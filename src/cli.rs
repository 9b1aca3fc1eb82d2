//! Command-line arguments for the `draft-watch` binary.

use std::path::PathBuf;

use clap::{Parser, ValueEnum};

use crate::orchestrator::RunMode;

/// Log output format.
#[derive(Debug, Copy, Clone, Default, Eq, PartialEq, ValueEnum)]
pub enum LogFormat {
    /// Human-readable lines.
    #[default]
    Text,
    /// One JSON object per event.
    Json,
}

/// Parsed command line.
#[derive(Debug, Parser)]
#[command(name = "draft-watch", about = "Draft status change notifier", version, long_about = None)]
pub struct Cli {
    /// Path to the TOML configuration file.
    #[arg(long, default_value = "draft-watch.toml")]
    pub config: PathBuf,

    /// Log output format (text or json).
    #[arg(long, value_enum, default_value_t = LogFormat::Text)]
    pub log_format: LogFormat,

    /// Override the state file location.
    #[arg(long)]
    pub state: Option<PathBuf>,

    /// Print the computed message without notifying or saving state.
    #[arg(long, conflicts_with = "record_only")]
    pub dry_run: bool,

    /// Save the current message as seen without notifying.
    #[arg(long)]
    pub record_only: bool,
}

impl Cli {
    /// Run mode selected by the flags; notifying is the default.
    #[must_use]
    pub fn run_mode(&self) -> RunMode {
        if self.dry_run {
            RunMode::DryRun
        } else if self.record_only {
            RunMode::RecordOnly
        } else {
            RunMode::Notify
        }
    }
}
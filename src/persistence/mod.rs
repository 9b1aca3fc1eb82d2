//! Persistence of the last delivered status message.

pub mod state_store;

pub use state_store::StateStore;
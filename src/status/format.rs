//! Renders a parsed status into the message that change detection compares.

use crate::models::draft::ParsedStatus;

/// Discord inline timestamp for `epoch` in short date-time style.
#[must_use]
pub fn timestamp_token(epoch: i64) -> String {
    format!("<t:{epoch}:f>")
}

/// Render a parsed status as a single message string.
///
/// A degraded status is returned unchanged.
#[must_use]
pub fn render(status: &ParsedStatus) -> String {
    match status {
        ParsedStatus::Turn(turn) => {
            let who = match turn.owner_display() {
                Some(owner) => format!("{}{} {owner}", turn.due_prefix, turn.mention),
                None => format!("{}{}", turn.due_prefix, turn.mention),
            };
            format!(
                "{who} are on the clock!\nNext pick due: {}",
                timestamp_token(turn.epoch_seconds())
            )
        }
        ParsedStatus::Degraded(text) => text.clone(),
    }
}

/// Text actually delivered: the header line, then the message.
///
/// The header is never part of the persisted state.
#[must_use]
pub fn notification_body(header: &str, message: &str) -> String {
    if header.is_empty() {
        message.to_owned()
    } else {
        format!("{header}\n{message}")
    }
}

_____

* Assigned task
Only the lines from the one containing "pub fn notification_body(header: &str, message: &str)" through the final line of the data belong in the answer, repeated exactly.

* Exercise answer
pub fn notification_body(header: &str, message: &str) -> String {
    if header.is_empty() {
        message.to_owned()
    } else {
        format!("{header}\n{message}")
    }
}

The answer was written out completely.